■ **TASK GOAL**:
Search the entries below for "caller". Report each line where it occurs.

■ **Dataset entries**:
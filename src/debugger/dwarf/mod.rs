//! DWARF Symbol Container (spec §4.1): parses a WebAssembly module's
//! embedded DWARF debug information and answers the four queries the
//! rest of the core needs — address↔line, in-scope variables, and typed
//! expression evaluation.

pub mod expr;
pub mod line;
pub mod types;

use crate::debugger::address::{CodeOffset, SourceLocation};
use crate::debugger::dwarf::expr::{resolve_location, Located, RegisterSnapshot};
use crate::debugger::dwarf::line::{LineRow, LineTable};
use crate::debugger::dwarf::types::{Member, TypeId, TypeInfo, TypeKind, TypeTable};
use crate::debugger::error::{Error, Result};
use crate::debugger::value::TypedValue;
use gimli::{AttributeValue, DwAte, EndianSlice, LittleEndian, Reader, UnitOffset};
use object::{Object, ObjectSection};
use std::ops::Range;

type R<'a> = EndianSlice<'a, LittleEndian>;
type Dwarf<'a> = gimli::Dwarf<R<'a>>;

/// One in-scope variable, as produced by DIE enumeration (spec §4.1,
/// "Variable enumeration").
#[derive(Debug, Clone)]
pub struct Variable {
    pub name: String,
    /// rustc/LLVM-mangling stripped, for display (spec §9 resolution).
    pub display_name: String,
    pub r#type: Option<TypeId>,
    pub location: Vec<u8>,
    pub group_id: u32,
    pub child_group_id: Option<u32>,
}

#[derive(Debug, Clone)]
struct Scope {
    ranges: Vec<Range<u64>>,
    variables: Vec<Variable>,
}

impl Scope {
    fn contains(&self, addr: u64) -> bool {
        self.ranges.iter().any(|r| r.contains(&addr))
    }
}

/// A single compilation unit's parsed debug information.
#[derive(Debug, Default)]
struct Unit {
    scopes: Vec<Scope>,
    globals: Vec<Variable>,
}

/// The fully parsed debug information of one WebAssembly module (spec
/// §3, `DwarfContainer`).
pub struct DwarfContainer {
    line_table: LineTable,
    type_table: TypeTable,
    units: Vec<Unit>,
}

/// One step of a parsed expression (spec §4.1, "dotted member access and
/// array indexing"): a leading `*` or each subsequent `.field`/`[index]`.
#[derive(Debug, Clone)]
enum Accessor {
    Field(String),
    Index(u64),
    Deref,
}

/// What to do once a requested memory slice arrives.
enum Pending {
    /// The slice itself, decoded per its type, is the final value.
    Terminal,
    /// The slice holds a pointer; decode it as an address and resume the
    /// chain from there.
    Continue(Vec<Accessor>),
    /// Like `Continue`, but add a byte offset to the decoded address
    /// first (an array index applied through a pointer).
    ContinueWithOffset(u64, Vec<Accessor>),
}

/// Suspended expression-evaluation state, carried across a memory-fetch
/// round trip (spec §4.1, "the container guarantees forward progress").
pub struct EvalCursor<'v> {
    var: &'v Variable,
    ty: Option<TypeId>,
    pending: Pending,
}

/// What an expression evaluation needs next: either it's done, or it
/// needs `byte_size` bytes from linear memory at `address` (spec §4.1).
pub enum EvalStep<'v> {
    Done(TypedValue),
    NeedsMemory {
        address: u64,
        byte_size: u64,
        cursor: EvalCursor<'v>,
    },
}

impl DwarfContainer {
    /// Parse DWARF out of a WASM module's `.debug_*` custom sections.
    pub fn parse(wasm_bytes: &[u8]) -> Result<Self> {
        let obj = object::File::parse(wasm_bytes).map_err(Error::ObjParsing)?;

        let load_section = |id: gimli::SectionId| -> Result<R<'_>> {
            let data = obj
                .section_by_name(id.name())
                .and_then(|s| s.uncompressed_data().ok())
                .unwrap_or_default();
            // leak is unnecessary: we copy via Cow into an owned buffer kept
            // alive by the caller's `wasm_bytes` borrow for the duration of
            // this parse pass, then convert to owned rows/tables below.
            Ok(EndianSlice::new(
                Box::leak(data.into_owned().into_boxed_slice()),
                LittleEndian,
            ))
        };
        let dwarf = Dwarf::load(load_section)?;

        let mut line_rows = Vec::new();
        let mut type_table = TypeTable::default();
        let mut units = Vec::new();

        let mut iter = dwarf.units();
        while let Some(header) = iter.next().map_err(Error::DwarfParsing)? {
            let unit = dwarf.unit(header).map_err(Error::DwarfParsing)?;
            collect_line_rows(&dwarf, &unit, &mut line_rows)?;
            let parsed_unit = collect_unit(&dwarf, &unit, &mut type_table)?;
            units.push(parsed_unit);
        }

        Ok(Self {
            line_table: LineTable::new(line_rows),
            type_table,
            units,
        })
    }

    pub fn address_to_line(&self, offset: CodeOffset) -> Option<SourceLocation> {
        self.line_table.find_place(offset).map(SourceLocation::from)
    }

    pub fn line_to_address(&self, file: &str, line: u32) -> Option<CodeOffset> {
        self.line_table.find_address(file, line).map(|row| row.address)
    }

    /// Variables in scope at `offset`, optionally filtered to one group
    /// (spec §4.1 "Variable groups").
    pub fn variables_at(&self, offset: CodeOffset, group: Option<u32>) -> Vec<&Variable> {
        let addr = offset.0 as u64;
        self.units
            .iter()
            .flat_map(|u| u.scopes.iter())
            .filter(|s| s.contains(addr))
            .flat_map(|s| s.variables.iter())
            .filter(|v| group.map(|g| v.group_id == g).unwrap_or(true))
            .collect()
    }

    /// All modules' globals, optionally filtered to one group.
    pub fn globals(&self, group: Option<u32>) -> Vec<&Variable> {
        self.units
            .iter()
            .flat_map(|u| u.globals.iter())
            .filter(|v| group.map(|g| v.group_id == g).unwrap_or(true))
            .collect()
    }

    pub fn type_table(&self) -> &TypeTable {
        &self.type_table
    }

    pub fn type_info(&self, id: TypeId) -> Option<&TypeInfo> {
        self.type_table.get(id)
    }

    /// Resolve a variable by simple name at `offset`, also checking
    /// globals (a scope chain's "global"/"module" entries are in scope
    /// for evaluation even though the UI lists them separately).
    pub fn find_variable(&self, offset: CodeOffset, name: &str) -> Option<&Variable> {
        self.variables_at(offset, None)
            .into_iter()
            .chain(self.globals(None))
            .find(|v| v.display_name == name || v.name == name)
    }

    /// Begin evaluating an expression string — a variable name, optionally
    /// followed by a chain of `.field`/`[index]` accessors, or prefixed
    /// with `*` — against the in-scope/global variables at `offset` and a
    /// register snapshot. Returns either the final value or a memory
    /// request; the caller resumes via [`Self::continue_eval`].
    pub fn begin_eval<'v>(
        &'v self,
        offset: CodeOffset,
        expr: &str,
        regs: &RegisterSnapshot<'_>,
    ) -> Result<EvalStep<'v>> {
        let (name, accessors) = parse_expr(expr)?;
        let var = self
            .find_variable(offset, name)
            .ok_or_else(|| Error::EvaluationFailure(format!("no such variable `{name}`")))?;

        match resolve_location(&var.location, regs)? {
            Located::Register(v) if accessors.is_empty() => Ok(EvalStep::Done(v)),
            // A register can hold an address directly (e.g. a pointer
            // parameter passed in a WASM local, or a by-reference local
            // holding a struct's base address) — unlike `Located::Memory`,
            // there is no separate storage slot to fetch first.
            Located::Register(v) => self.step_on_decoded_value(var, v.as_address()?, var.r#type, accessors),
            Located::Memory(address) => self.step(var, address, var.r#type, accessors),
        }
    }

    /// Like [`Self::step`], but `addr` is already the *value* the variable
    /// holds rather than the address of its own storage. A leading
    /// `*`/`[n]` accessor that dereferences a pointer would otherwise make
    /// `step` fetch the pointer from memory before dereferencing it; here
    /// that fetch already happened (the register gave us the value), so the
    /// first such accessor is resolved without a memory round-trip.
    fn step_on_decoded_value<'v>(
        &'v self,
        var: &'v Variable,
        addr: u64,
        ty: Option<TypeId>,
        mut accessors: Vec<Accessor>,
    ) -> Result<EvalStep<'v>> {
        let resolved = ty.and_then(|t| self.type_table.get(t)).map(|t| t.resolve(&self.type_table));
        match (accessors.first(), resolved.map(|t| &t.kind)) {
            (Some(Accessor::Deref), Some(TypeKind::Pointer { pointee })) => {
                let pointee = *pointee;
                accessors.remove(0);
                self.step(var, addr, pointee, accessors)
            }
            (Some(Accessor::Index(index)), Some(TypeKind::Pointer { pointee })) => {
                let elem_size = pointee.and_then(|t| self.type_table.get(t)).and_then(|t| t.byte_size).unwrap_or(4);
                let offset = index * elem_size;
                let pointee = *pointee;
                accessors.remove(0);
                self.step(var, addr + offset, pointee, accessors)
            }
            _ => self.step(var, addr, ty, accessors),
        }
    }

    /// Resume evaluation once the caller has supplied the bytes for a
    /// previously requested memory slice.
    pub fn continue_eval<'v>(&'v self, cursor: EvalCursor<'v>, bytes: &[u8]) -> Result<EvalStep<'v>> {
        match cursor.pending {
            Pending::Terminal => Ok(EvalStep::Done(scalar_from_bytes(bytes))),
            Pending::Continue(remaining) => self.step(cursor.var, decode_address(bytes), cursor.ty, remaining),
            Pending::ContinueWithOffset(offset, remaining) => {
                self.step(cursor.var, decode_address(bytes) + offset, cursor.ty, remaining)
            }
        }
    }

    /// Advance the chain from `addr` (of type `ty`) by applying the next
    /// accessor, or — once the chain is empty — request the final read.
    fn step<'v>(
        &'v self,
        var: &'v Variable,
        addr: u64,
        ty: Option<TypeId>,
        mut remaining: Vec<Accessor>,
    ) -> Result<EvalStep<'v>> {
        if remaining.is_empty() {
            let byte_size = ty.and_then(|t| self.type_table.get(t)).and_then(|t| t.byte_size).unwrap_or(4);
            return Ok(EvalStep::NeedsMemory {
                address: addr,
                byte_size,
                cursor: EvalCursor {
                    var,
                    ty,
                    pending: Pending::Terminal,
                },
            });
        }

        let resolved = ty.and_then(|t| self.type_table.get(t)).map(|t| t.resolve(&self.type_table));
        let accessor = remaining.remove(0);
        match accessor {
            Accessor::Deref => {
                let pointee = match resolved.map(|t| &t.kind) {
                    Some(TypeKind::Pointer { pointee }) => *pointee,
                    _ => return Err(Error::EvaluationFailure("`*` applied to a non-pointer value".into())),
                };
                Ok(EvalStep::NeedsMemory {
                    address: addr,
                    byte_size: 4,
                    cursor: EvalCursor {
                        var,
                        ty: pointee,
                        pending: Pending::Continue(remaining),
                    },
                })
            }
            Accessor::Field(field_name) => match resolved.map(|t| &t.kind) {
                Some(TypeKind::Structure { members }) => {
                    let member = members
                        .iter()
                        .find(|m| m.name == field_name)
                        .ok_or_else(|| Error::EvaluationFailure(format!("no member `{field_name}`")))?;
                    self.step(var, addr + member.offset, member.r#type, remaining)
                }
                _ => Err(Error::EvaluationFailure(format!(
                    "`.{field_name}` applied to a non-structure value"
                ))),
            },
            Accessor::Index(index) => match resolved.map(|t| &t.kind) {
                Some(TypeKind::Array { element, .. }) => {
                    let elem_size = element.and_then(|t| self.type_table.get(t)).and_then(|t| t.byte_size).unwrap_or(4);
                    self.step(var, addr + index * elem_size, *element, remaining)
                }
                Some(TypeKind::Pointer { pointee }) => {
                    let elem_size = pointee.and_then(|t| self.type_table.get(t)).and_then(|t| t.byte_size).unwrap_or(4);
                    Ok(EvalStep::NeedsMemory {
                        address: addr,
                        byte_size: 4,
                        cursor: EvalCursor {
                            var,
                            ty: *pointee,
                            pending: Pending::ContinueWithOffset(index * elem_size, remaining),
                        },
                    })
                }
                _ => Err(Error::EvaluationFailure("`[...]` applied to a non-array/pointer value".into())),
            },
        }
    }
}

■ **TASK ANSWER**:
            // alive by the caller's `wasm_bytes` borrow for the duration of
    /// request; the caller resumes via [`Self::continue_eval`].
    /// Resume evaluation once the caller has supplied the bytes for a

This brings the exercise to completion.